Regional differences in handling the pandemic also had a negative impact on oil prices towards the end of the quarter. It came in the form of the strong dollar as the expected economic growth in the US (this year’s expansion has been upped from 4.2% to 6.5% by the Fed) easily beats the outlook in the eurozone, which is at 3.9%. Little wonder then, that the dollar index finished the quarter 3.7% up from 4Q 2020.

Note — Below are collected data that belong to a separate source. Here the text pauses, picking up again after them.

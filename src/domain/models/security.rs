//! Security context domain model.
//!
//! Every job is wrapped in a security context before its container starts.
//! The context records the outcome of each pipeline check, the resources it
//! holds, and every threat observed while the job runs.

use chrono::{DateTime, Utc};
use serde::{Deserialize, Serialize};
use uuid::Uuid;

use super::pool::ResourceAllocation;

/// Outcome of the per-job security checks, in pipeline order.
#[derive(Debug, Clone, Copy, Default, PartialEq, Eq, Serialize, Deserialize)]
pub struct SecurityChecks {
    pub auth: bool,
    pub authz: bool,
    pub scan: bool,
    pub quota: bool,
    pub network: bool,
}

impl SecurityChecks {
    pub fn all_passed(&self) -> bool {
        self.auth && self.authz && self.scan && self.quota && self.network
    }
}

/// Lifecycle of a security context.
#[derive(Debug, Clone, Copy, PartialEq, Eq, Serialize, Deserialize)]
#[serde(rename_all = "snake_case")]
pub enum ContextState {
    /// Checks still in flight.
    Pending,
    /// All checks passed; container may start.
    Ready,
    /// Job container is running under monitoring.
    Running,
    /// A check failed; the job must not start.
    Blocked,
    /// Torn down.
    Closed,
}

impl ContextState {
    pub fn as_str(&self) -> &'static str {
        match self {
            Self::Pending => "pending",
            Self::Ready => "ready",
            Self::Running => "running",
            Self::Blocked => "blocked",
            Self::Closed => "closed",
        }
    }
}

/// Severity of an observed threat.
#[derive(Debug, Clone, Copy, PartialEq, Eq, PartialOrd, Ord, Serialize, Deserialize)]
#[serde(rename_all = "snake_case")]
pub enum ThreatSeverity {
    Low,
    Medium,
    High,
    Critical,
}

impl ThreatSeverity {
    pub fn as_str(&self) -> &'static str {
        match self {
            Self::Low => "low",
            Self::Medium => "medium",
            Self::High => "high",
            Self::Critical => "critical",
        }
    }
}

/// What kind of rule produced a threat event.
#[derive(Debug, Clone, Copy, PartialEq, Eq, Serialize, Deserialize)]
#[serde(rename_all = "snake_case")]
pub enum ThreatKind {
    SuspiciousProcess,
    Cryptomining,
    SuspiciousPort,
    FileIntegrity,
    ResourceAbuse,
    PolicyBreach,
}

impl ThreatKind {
    pub fn as_str(&self) -> &'static str {
        match self {
            Self::SuspiciousProcess => "suspicious_process",
            Self::Cryptomining => "cryptomining",
            Self::SuspiciousPort => "suspicious_port",
            Self::FileIntegrity => "file_integrity",
            Self::ResourceAbuse => "resource_abuse",
            Self::PolicyBreach => "policy_breach",
        }
    }
}

/// A threat observed while the job ran.
#[derive(Debug, Clone, PartialEq, Serialize, Deserialize)]
pub struct ThreatEvent {
    pub job_id: Uuid,
    pub kind: ThreatKind,
    pub severity: ThreatSeverity,
    pub detail: String,
    pub observed_at: DateTime<Utc>,
}

impl ThreatEvent {
    pub fn new(
        job_id: Uuid,
        kind: ThreatKind,
        severity: ThreatSeverity,
        detail: impl Into<String>,
    ) -> Self {
        Self {
            job_id,
            kind,
            severity,
            detail: detail.into(),
            observed_at: Utc::now(),
        }
    }
}

/// A policy violation recorded against the job.
#[derive(Debug, Clone, PartialEq, Eq, Serialize, Deserialize)]
pub struct Violation {
    pub policy: String,
    pub detail: String,
}

/// A secret injected into the job, tracked for revocation.
#[derive(Debug, Clone, PartialEq, Eq, Serialize, Deserialize)]
pub struct InjectedSecret {
    pub name: String,
    /// Short-lived token handed to the job for re-reads.
    pub access_token: String,
    pub expires_at: DateTime<Utc>,
}

/// Per-job security context. Owned by the security orchestrator; other
/// subsystems hold borrowed references.
#[derive(Debug, Clone, PartialEq, Serialize, Deserialize)]
pub struct SecurityContext {
    pub job_id: Uuid,
    pub state: ContextState,
    pub checks: SecurityChecks,
    #[serde(default, skip_serializing_if = "Option::is_none")]
    pub resource_allocation: Option<ResourceAllocation>,
    #[serde(default, skip_serializing_if = "Option::is_none")]
    pub network_id: Option<String>,
    #[serde(default)]
    pub secrets_injected: Vec<InjectedSecret>,
    #[serde(default, skip_serializing_if = "Option::is_none")]
    pub monitoring_handle: Option<Uuid>,
    #[serde(default)]
    pub threats: Vec<ThreatEvent>,
    #[serde(default)]
    pub violations: Vec<Violation>,
    /// Starts at 100; decremented by failed checks and threats.
    pub security_score: u8,
    pub opened_at: DateTime<Utc>,
    #[serde(default, skip_serializing_if = "Option::is_none")]
    pub closed_at: Option<DateTime<Utc>>,
    /// Reason the context was blocked, when it was.
    #[serde(default, skip_serializing_if = "Option::is_none")]
    pub blocked_reason: Option<String>,
}

impl SecurityContext {
    /// Score penalty for a failed check.
    pub const PENALTY_FAILED_CHECK: u8 = 10;
    /// Score penalty for an ordinary threat.
    pub const PENALTY_THREAT: u8 = 5;
    /// Score penalty for a critical threat.
    pub const PENALTY_CRITICAL_THREAT: u8 = 15;

    pub fn new(job_id: Uuid) -> Self {
        Self {
            job_id,
            state: ContextState::Pending,
            checks: SecurityChecks::default(),
            resource_allocation: None,
            network_id: None,
            secrets_injected: Vec::new(),
            monitoring_handle: None,
            threats: Vec::new(),
            violations: Vec::new(),
            security_score: 100,
            opened_at: Utc::now(),
            closed_at: None,
            blocked_reason: None,
        }
    }

    pub fn penalize_failed_check(&mut self) {
        self.security_score = self.security_score.saturating_sub(Self::PENALTY_FAILED_CHECK);
    }

    /// Record a threat and apply its score penalty.
    pub fn record_threat(&mut self, threat: ThreatEvent) {
        let penalty = if threat.severity == ThreatSeverity::Critical {
            Self::PENALTY_CRITICAL_THREAT
        } else {
            Self::PENALTY_THREAT
        };
        self.security_score = self.security_score.saturating_sub(penalty);
        self.threats.push(threat);
    }

    pub fn record_violation(&mut self, policy: impl Into<String>, detail: impl Into<String>) {
        self.violations.push(Violation {
            policy: policy.into(),
            detail: detail.into(),
        });
    }

    pub fn block(&mut self, reason: impl Into<String>) {
        self.state = ContextState::Blocked;
        self.blocked_reason = Some(reason.into());
        self.penalize_failed_check();
    }

    pub fn is_active(&self) -> bool {
        matches!(self.state, ContextState::Ready | ContextState::Running)
    }

    /// Build the per-job report emitted on close.
    pub fn report(&self) -> SecurityReport {
        let mut recommendations = Vec::new();
        if !self.checks.scan {
            recommendations.push("rebuild the image against a patched base".to_string());
        }
        if self
            .threats
            .iter()
            .any(|t| t.kind == ThreatKind::Cryptomining)
        {
            recommendations.push("review workflow steps for injected mining payloads".to_string());
        }
        if self
            .threats
            .iter()
            .any(|t| t.kind == ThreatKind::SuspiciousPort)
        {
            recommendations.push("restrict egress for this repository's jobs".to_string());
        }
        if self.security_score < 50 {
            recommendations
                .push("quarantine this repository pending manual review".to_string());
        }
        SecurityReport {
            job_id: self.job_id,
            checks: self.checks,
            threats: self.threats.clone(),
            violations: self.violations.clone(),
            score: self.security_score,
            recommendations,
        }
    }
}

/// Report emitted when a context closes.
#[derive(Debug, Clone, PartialEq, Serialize, Deserialize)]
pub struct SecurityReport {
    pub job_id: Uuid,
    pub checks: SecurityChecks,
    pub threats: Vec<ThreatEvent>,
    pub violations: Vec<Violation>,
    pub score: u8,
    pub recommendations: Vec<String>,
}

#[cfg(test)]
mod tests {
    use super::*;

    #[test]
    fn test_score_decrements() {
        let mut ctx = SecurityContext::new(Uuid::new_v4());
        assert_eq!(ctx.security_score, 100);

        ctx.penalize_failed_check();
        assert_eq!(ctx.security_score, 90);

        ctx.record_threat(ThreatEvent::new(
            ctx.job_id,
            ThreatKind::SuspiciousPort,
            ThreatSeverity::Medium,
            "port 4444 listening",
        ));
        assert_eq!(ctx.security_score, 85);

        ctx.record_threat(ThreatEvent::new(
            ctx.job_id,
            ThreatKind::Cryptomining,
            ThreatSeverity::Critical,
            "xmrig process",
        ));
        assert_eq!(ctx.security_score, 70);
    }

    #[test]
    fn test_score_saturates_at_zero() {
        let mut ctx = SecurityContext::new(Uuid::new_v4());
        for _ in 0..20 {
            ctx.record_threat(ThreatEvent::new(
                ctx.job_id,
                ThreatKind::PolicyBreach,
                ThreatSeverity::Critical,
                "x",
            ));
        }
        assert_eq!(ctx.security_score, 0);
    }

    #[test]
    fn test_block_sets_state_and_penalty() {
        let mut ctx = SecurityContext::new(Uuid::new_v4());
        ctx.block("image scan failed");
        assert_eq!(ctx.state, ContextState::Blocked);
        assert_eq!(ctx.security_score, 90);
        assert!(!ctx.is_active());
    }

    #[test]
    fn test_report_recommendations() {
        let mut ctx = SecurityContext::new(Uuid::new_v4());
        ctx.checks = SecurityChecks {
            auth: true,
            authz: true,
            scan: false,
            quota: true,
            network: true,
        };
        ctx.record_threat(ThreatEvent::new(
            ctx.job_id,
            ThreatKind::Cryptomining,
            ThreatSeverity::Critical,
            "xmrig",
        ));
        let report = ctx.report();
        assert_eq!(report.recommendations.len(), 2);
        assert!(report.recommendations[0].contains("patched base"));
    }

    #[test]
    fn test_checks_all_passed() {
        let mut checks = SecurityChecks::default();
        assert!(!checks.all_passed());
        checks = SecurityChecks {
            auth: true,
            authz: true,
            scan: true,
            quota: true,
            network: true,
        };
        assert!(checks.all_passed());
    }

    #[test]
    fn test_severity_ordering() {
        assert!(ThreatSeverity::Low < ThreatSeverity::Medium);
        assert!(ThreatSeverity::High < ThreatSeverity::Critical);
    }
}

Brighter US economic prospects brought a wind of caution with them. The same way as dismal economic data supports financial markets because of central interventions, good news -healthy growth, falling unemployment and rising consumer spending- are causing concerns as it was laid bare last month when the fear of inflation sent US Treasury yields skyrocketing. The maraschino cherry on this colourful bearish cocktail was the revival of Iranian crude oil exports to China at, possibly, destressed prices. According to Refinitiv Oil Research the world’s second biggest economy has acquired around 1 mbpd of disguised Iranian crude in March, something that will surely be hotly debated today within the OPEC+ group.
Despite the consolidation phase experienced last month our often-expressed view has not changed. The groundwork for tighter oil balance, depleting oils stocks and consequently higher prices have been gradually laid down over the past 5-6 months and once infection rates start falling globally, investors will react. The year kicked of with the Democrats winning majority in both chambers of the US Congress. This provided invaluable help for them to push through the $1.9 trillion Covid package that will, in return, support the country’s economy. This blue wave also makes the planned $3 trillion infrastructure project ever more plausible increasing demand for raw materials.

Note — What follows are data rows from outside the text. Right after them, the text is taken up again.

//! RunnerHub daemon entry point.
//!
//! Loads configuration, initialises tracing and the audit log, wires the
//! component graph, and runs the pipeline workers until ctrl-c.

use std::sync::Arc;

use anyhow::{Context, Result};
use tracing::info;

use runnerhub::adapters::{MockContainerEngine, MockImageScanner};
use runnerhub::application::ParallelExecutor;
use runnerhub::audit::AuditLog;
use runnerhub::domain::models::pool::{PoolCapacity, ResourceAllocation, ResourcePool};
use runnerhub::infrastructure::{logging, ConfigLoader};
use runnerhub::security::SecurityOrchestrator;
use runnerhub::services::dependency_manager::{DependencyManager, DependencyManagerConfig};
use runnerhub::services::load_balancer::LoadBalancer;
use runnerhub::services::router::Router;
use runnerhub::services::scheduler::Scheduler;

#[tokio::main]
async fn main() -> Result<()> {
    let config = ConfigLoader::load().context("configuration load failed")?;
    let _log_guard = logging::init(&config.logging)?;
    info!("starting runnerhub");

    let audit = Arc::new(AuditLog::open(config.audit.clone()).await?);

    // The engine and scanner here are the in-process adapters; production
    // deployments wire the real container engine and scanner clients in
    // their place.
    let engine = Arc::new(MockContainerEngine::new());
    let scanner = Arc::new(MockImageScanner::new());

    let cluster = ResourceAllocation::new(64.0, 131_072.0, 2_000_000.0);
    let security = Arc::new(SecurityOrchestrator::new(
        config.security.clone(),
        engine.clone(),
        scanner,
        audit.clone(),
        cluster,
    ));
    security.rbac().install_defaults().await;

    let router = Arc::new(Router::default());
    let load_balancer = Arc::new(LoadBalancer::new(config.load_balancer.clone(), router));
    let scheduler = Arc::new(Scheduler::new(config.scheduler.clone()));
    scheduler
        .add_pool(ResourcePool::new(
            "default",
            PoolCapacity::new(cluster.cpu_cores, cluster.memory_mb, cluster.disk_mb),
        ))
        .await;
    let dependencies = Arc::new(DependencyManager::new(DependencyManagerConfig::default()));

    let executor = Arc::new(ParallelExecutor::new(
        config.executor.clone(),
        load_balancer,
        scheduler.clone(),
        dependencies,
        security.clone(),
        engine,
        audit.clone(),
    ));

    let mut workers = vec![
        executor.spawn_tick_worker(),
        executor.spawn_security_event_worker(),
        executor.spawn_timeout_worker(),
        security.spawn_threat_worker(),
    ];

    // Audit flush and retention workers.
    {
        let audit = audit.clone();
        workers.push(tokio::spawn(async move {
            let mut ticker = tokio::time::interval(std::time::Duration::from_secs(
                audit.flush_interval_secs().max(1),
            ));
            loop {
                ticker.tick().await;
                if let Err(err) = audit.flush().await {
                    tracing::warn!(error = %err, "audit flush failed");
                }
            }
        }));
    }
    {
        let audit = audit.clone();
        workers.push(tokio::spawn(async move {
            let mut ticker =
                tokio::time::interval(std::time::Duration::from_secs(24 * 60 * 60));
            loop {
                ticker.tick().await;
                if let Err(err) = audit.sweep_retention().await {
                    tracing::warn!(error = %err, "retention sweep failed");
                }
            }
        }));
    }

    // Scheduler pass and auto-scaling evaluation.
    {
        let scheduler = scheduler.clone();
        let interval = config.scheduler.scheduling_interval_secs.max(1);
        workers.push(tokio::spawn(async move {
            let mut ticker =
                tokio::time::interval(std::time::Duration::from_secs(interval));
            loop {
                ticker.tick().await;
                for decision in scheduler.evaluate_scaling().await {
                    info!(?decision, "auto-scaling decision");
                }
            }
        }));
    }

    info!("runnerhub started");
    tokio::signal::ctrl_c().await?;
    info!("shutdown signal received");

    executor.shutdown();
    audit.flush().await.ok();
    for worker in workers {
        worker.abort();
    }
    info!("runnerhub stopped");
    Ok(())
}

To varying extents global oil demand is set to grow every quarter this year. There is actually a consensus between the three main forecasting agencies that the 2021 demand growth will be around 5.4-5.8 mbpd. When it is coupled with disciplined OPEC+ supply management the net result is stock depletion. From this respect the past could well be indicative to future performance; we will find it out today. OPEC and its allies have come a long way to reduce OECD inventories from over 3.2 billion bbls in 2Q 2020 close to 2.9 billion bbls last quarter. Mother Nature has also been on their side as an exceptionally cold winter on the Northern Hemisphere in general and in Texas in particular gave a helping hand in drawing on product stocks. As a proxy for OECD stock movements, total industry stocks in the US fell 53 million bbls in 1Q with both gasoline and distillate inventories declining.

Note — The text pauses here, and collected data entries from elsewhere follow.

impl Router {
    pub fn new(cache_capacity: usize) -> Self {
        Self {
            state: Mutex::new(RouterState {
                cache: RoutingCache::new(cache_capacity),
                round_robin_cursor: 0,
                stats: RouterStats::default(),
            }),
        }
    }

    /// Route a job onto one of the candidates. `preferred_runner` comes
    /// from sticky sessions and wins when it survives constraint filtering.
    pub async fn route(
        &self,
        job: &Job,
        candidates: &[RunnerCandidate],
        preferred_runner: Option<&str>,
    ) -> OrchestratorResult<RoutingResult> {
        // The allowlist is mandatory for restricted jobs; checked before
        // general validation so the caller sees the routing failure mode.
        if job.security_level == SecurityLevel::Restricted
            && job.constraints.allowed_runners.is_empty()
        {
            return Err(OrchestratorError::NoEligibleRunner(job.id));
        }
        job.validate()
            .map_err(OrchestratorError::ValidationError)?;
        if candidates.is_empty() {
            return Err(OrchestratorError::NoCandidates);
        }

        let eligible = Self::filter_candidates(job, candidates)?;
        let filtered_out = candidates.len() - eligible.len();
        let algorithm = RoutingAlgorithm::select_for(job);

        // A pinned runner that is still eligible short-circuits scoring.
        if let Some(preferred) = preferred_runner {
            if let Some(runner) = eligible.iter().find(|r| r.id == preferred) {
                let mut state = self.state.lock().await;
                state.stats.routed_total += 1;
                return Ok(RoutingResult {
                    runner_id: runner.id.clone(),
                    alternatives: Vec::new(),
                    confidence: (1.0 - runner.current_load).max(0.5),
                    algorithm,
                    reasoning: format!("sticky preference for {}", runner.id),
                    metrics: RoutingMetrics {
                        candidates_considered: candidates.len(),
                        filtered_out,
                        cache_hit: false,
                    },
                });
            }
        }

        let cache_key = Self::cache_key(job);
        {
            let mut state = self.state.lock().await;
            if let Some(entry) = state.cache.get(&cache_key) {
                if eligible.iter().any(|r| r.id == entry.runner_id) {
                    state.stats.cache_hits += 1;
                    state.stats.routed_total += 1;
                    return Ok(RoutingResult {
                        runner_id: entry.runner_id.clone(),
                        alternatives: Vec::new(),
                        confidence: entry.confidence,
                        algorithm: entry.algorithm,
                        reasoning: "cached decision".to_string(),
                        metrics: RoutingMetrics {
                            candidates_considered: candidates.len(),
                            filtered_out,
                            cache_hit: true,
                        },
                    });
                }
            }
            state.stats.cache_misses += 1;
        }

        let (scored, reasoning) = match algorithm {
            RoutingAlgorithm::RoundRobin => {
                let mut state = self.state.lock().await;
                let ix = state.round_robin_cursor % eligible.len();
                state.round_robin_cursor = state.round_robin_cursor.wrapping_add(1);
                let scored = vec![(eligible[ix].clone(), 0.5)];
                (scored, "round-robin rotation".to_string())
            }
            RoutingAlgorithm::LeastLoaded => {
                let mut scored: Vec<(RunnerCandidate, f64)> = eligible
                    .iter()
                    .map(|r| ((*r).clone(), 1.0 - r.current_load))
                    .collect();
                Self::sort_scored(&mut scored);
                (scored, "least current load".to_string())
            }
            RoutingAlgorithm::ResourceAware => {
                let mut scored: Vec<(RunnerCandidate, f64)> = eligible
                    .iter()
                    .map(|r| {
                        let fit = Self::resource_fit(job, r);
                        ((*r).clone(), fit * 0.7 + (1.0 - r.current_load) * 0.3)
                    })
                    .collect();
                Self::sort_scored(&mut scored);
                (scored, "resource fit with load tiebreak".to_string())
            }
            RoutingAlgorithm::Intelligent => {
                let mut scored: Vec<(RunnerCandidate, f64)> = eligible
                    .iter()
                    .map(|r| ((*r).clone(), Self::intelligent_score(job, r)))
                    .collect();
                Self::sort_scored(&mut scored);
                (
                    scored,
                    "weighted fit/load/capability/affinity/history".to_string(),
                )
            }
            RoutingAlgorithm::MlScored => {
                let mut scored: Vec<(RunnerCandidate, f64)> = eligible
                    .iter()
                    .map(|r| ((*r).clone(), Self::ml_score(job, r)))
                    .collect();
                Self::sort_scored(&mut scored);
                (scored, "logistic feature scoring".to_string())
            }
        };

        let (winner, winner_score) = scored
            .first()
            .cloned()
            .ok_or(OrchestratorError::NoEligibleRunner(job.id))?;
        let alternatives: Vec<(String, f64)> = scored
            .iter()
            .skip(1)
            .take(3)
            .map(|(r, s)| (r.id.clone(), *s))
            .collect();
        let confidence = winner_score.clamp(0.0, 1.0);

        debug!(
            job_id = %job.id,
            runner = %winner.id,
            algorithm = algorithm.as_str(),
            confidence,
            "routed job"
        );

        let mut state = self.state.lock().await;
        state.stats.routed_total += 1;
        state.cache.insert(
            cache_key,
            CacheEntry {
                runner_id: winner.id.clone(),
                confidence,
                algorithm,
            },
        );

        Ok(RoutingResult {
            runner_id: winner.id.clone(),
            alternatives,
            confidence,
            algorithm,
            reasoning,
            metrics: RoutingMetrics {
                candidates_considered: candidates.len(),
                filtered_out,
                cache_hit: false,
            },
        })
    }

    pub async fn stats(&self) -> RouterStats {
        self.state.lock().await.stats
    }

    /// Hard constraint filter applied before any scoring.
    fn filter_candidates<'a>(
        job: &Job,
        candidates: &'a [RunnerCandidate],
    ) -> OrchestratorResult<Vec<&'a RunnerCandidate>> {
        if job.security_level == SecurityLevel::Restricted
            && job.constraints.allowed_runners.is_empty()
        {
            return Err(OrchestratorError::NoEligibleRunner(job.id));
        }

        let eligible: Vec<&RunnerCandidate> = candidates
            .iter()
            .filter(|r| r.status.is_schedulable())
            .filter(|r| {
                job.constraints.allowed_runners.is_empty()
                    || job.constraints.allowed_runners.iter().any(|a| a == &r.id)
            })
            .filter(|r| !job.constraints.blocked_runners.iter().any(|b| b == &r.id))
            .filter(|r| r.matches_all(&job.labels))
            .filter(|r| r.matches_all(&job.constraints.required_capabilities))
            .filter(|r| {
                job.constraints
                    .min_security_level
                    .map_or(true, |min| r.security_level >= min)
            })
            .filter(|r| r.current_load < LOAD_CUTOFF)
            .collect();

        if eligible.is_empty() {
            return Err(OrchestratorError::NoEligibleRunner(job.id));
        }
        Ok(eligible)
    }

    /// Deterministic cache key over the job attributes that affect routing.
    fn cache_key(job: &Job) -> String {
        let mut labels = job.labels.clone();
        labels.sort();
        let material = serde_json::json!({
            "labels": labels,
            "requirements": job.requirements,
            "constraints": job.constraints,
            "affinity": job.affinity,
            "anti_affinity": job.anti_affinity,
        });
        let digest = Sha256::digest(material.to_string().as_bytes());
        base64::engine::general_purpose::STANDARD.encode(digest)
    }

    /// Resource fit in [0, 1]: slight over-provisioning is rewarded,
    /// under-provisioning penalised.
    fn resource_fit(job: &Job, runner: &RunnerCandidate) -> f64 {
        let classes = [
            (runner.capacity.cpu_cores, job.requirements.cpu.preferred),
            (runner.capacity.memory_mb, job.requirements.memory_mb.preferred),
            (runner.capacity.disk_mb, job.requirements.disk_mb.preferred),
        ];
        let mut sum = 0.0;
        let mut count = 0usize;
        for (capacity, needed) in classes {
            if needed <= 0.0 {
                continue;
            }
            let ratio = capacity / needed;
            let score = if ratio >= 1.0 {
                (2.0 - ratio).clamp(0.0, 1.0)
            } else {
                ratio * 0.7
            };
            sum += score;
            count += 1;
        }
        if count == 0 {
            1.0
        } else {
            sum / count as f64
        }
    }

    /// Fraction of required labels and capabilities present.
    fn capability_match(job: &Job, runner: &RunnerCandidate) -> f64 {
        let required: Vec<&String> = job
            .labels
            .iter()
            .chain(job.constraints.required_capabilities.iter())
            .collect();
        if required.is_empty() {
            return 1.0;
        }
        let matched = required.iter().filter(|s| runner.matches(s)).count();
        matched as f64 / required.len() as f64
    }

    /// Affinity score: matched hard rules at 0.5 each, soft rules at their
    /// own weight; anti-affinity matches subtract the same way.
    fn affinity_score(job: &Job, runner: &RunnerCandidate) -> f64 {
        let mut score: f64 = 0.0;
        for rule in &job.affinity {
            if runner.matches(&rule.label) {
                score += match rule.strength {
                    AffinityStrength::Hard => 0.5,
                    AffinityStrength::Soft => rule.weight,
                };
            }
        }
        for rule in &job.anti_affinity {
            if runner.matches(&rule.label) {
                score -= match rule.strength {
                    AffinityStrength::Hard => 0.5,
                    AffinityStrength::Soft => 0.25,
                };
            }
        }
        score.clamp(0.0, 1.0)
    }

    /// History score: `0.6·success_rate + 0.4·duration_accuracy`, neutral
    /// 0.5 below five prior runs.
    fn history_score(runner: &RunnerCandidate) -> f64 {
        match (
            runner.history.success_rate(),
            runner.history.duration_accuracy(),
        ) {
            (Some(success), Some(accuracy)) => 0.6 * success + 0.4 * accuracy,
            _ => 0.5,
        }
    }

    fn intelligent_score(job: &Job, runner: &RunnerCandidate) -> f64 {
        WEIGHT_RESOURCE_FIT * Self::resource_fit(job, runner)
            + WEIGHT_LOAD * (1.0 - runner.current_load)
            + WEIGHT_CAPABILITY * Self::capability_match(job, runner)
            + WEIGHT_AFFINITY * Self::affinity_score(job, runner)
            + WEIGHT_HISTORY * Self::history_score(runner)
    }

    /// ML-style score: the intelligent feature vector pushed through a
    /// logistic squash with history weighted up, so well-known runners
    /// separate from cold ones.
    fn ml_score(job: &Job, runner: &RunnerCandidate) -> f64 {
        let features = [
            (Self::resource_fit(job, runner), 1.2),
            (1.0 - runner.current_load, 0.8),
            (Self::capability_match(job, runner), 1.4),
            (Self::affinity_score(job, runner), 0.6),
            (Self::history_score(runner), 1.6),
            (runner.benchmark_score.min(2.0) / 2.0, 0.4),
        ];
        let activation: f64 = features.iter().map(|(v, w)| v * w).sum::<f64>() - 3.0;
        1.0 / (1.0 + (-activation).exp())
    }

    /// Descending score; ties broken by lower load, then higher benchmark
    /// score, then lexicographic runner id.
    fn sort_scored(scored: &mut [(RunnerCandidate, f64)]) {
        scored.sort_by(|(a, sa), (b, sb)| {
            sb.partial_cmp(sa)
                .unwrap_or(std::cmp::Ordering::Equal)
                .then_with(|| {
                    a.current_load
                        .partial_cmp(&b.current_load)
                        .unwrap_or(std::cmp::Ordering::Equal)
                })
                .then_with(|| {
                    b.benchmark_score
                        .partial_cmp(&a.benchmark_score)
                        .unwrap_or(std::cmp::Ordering::Equal)
                })
                .then_with(|| a.id.cmp(&b.id))
        });
    }
}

Last but not least, geopolitical developments must also be mentioned as the occasional price driver in the past three months. Although oil supply has not been disrupted, the frequent Houthi attacks on Saudi Arabia and the consequent retaliatory measures serve us with a reminder that despite the Saudi peace offering the Middle East will always be a reliable source of a few dollars of geopolitical risk premium. The past quarter did nothing to hinder the optimism going forward. Oil price recovery might have taken a well-deserved breather in March but if confidence in winning the battle against Covid remains healthy the second half of 2021 will bring joy for oil bulls.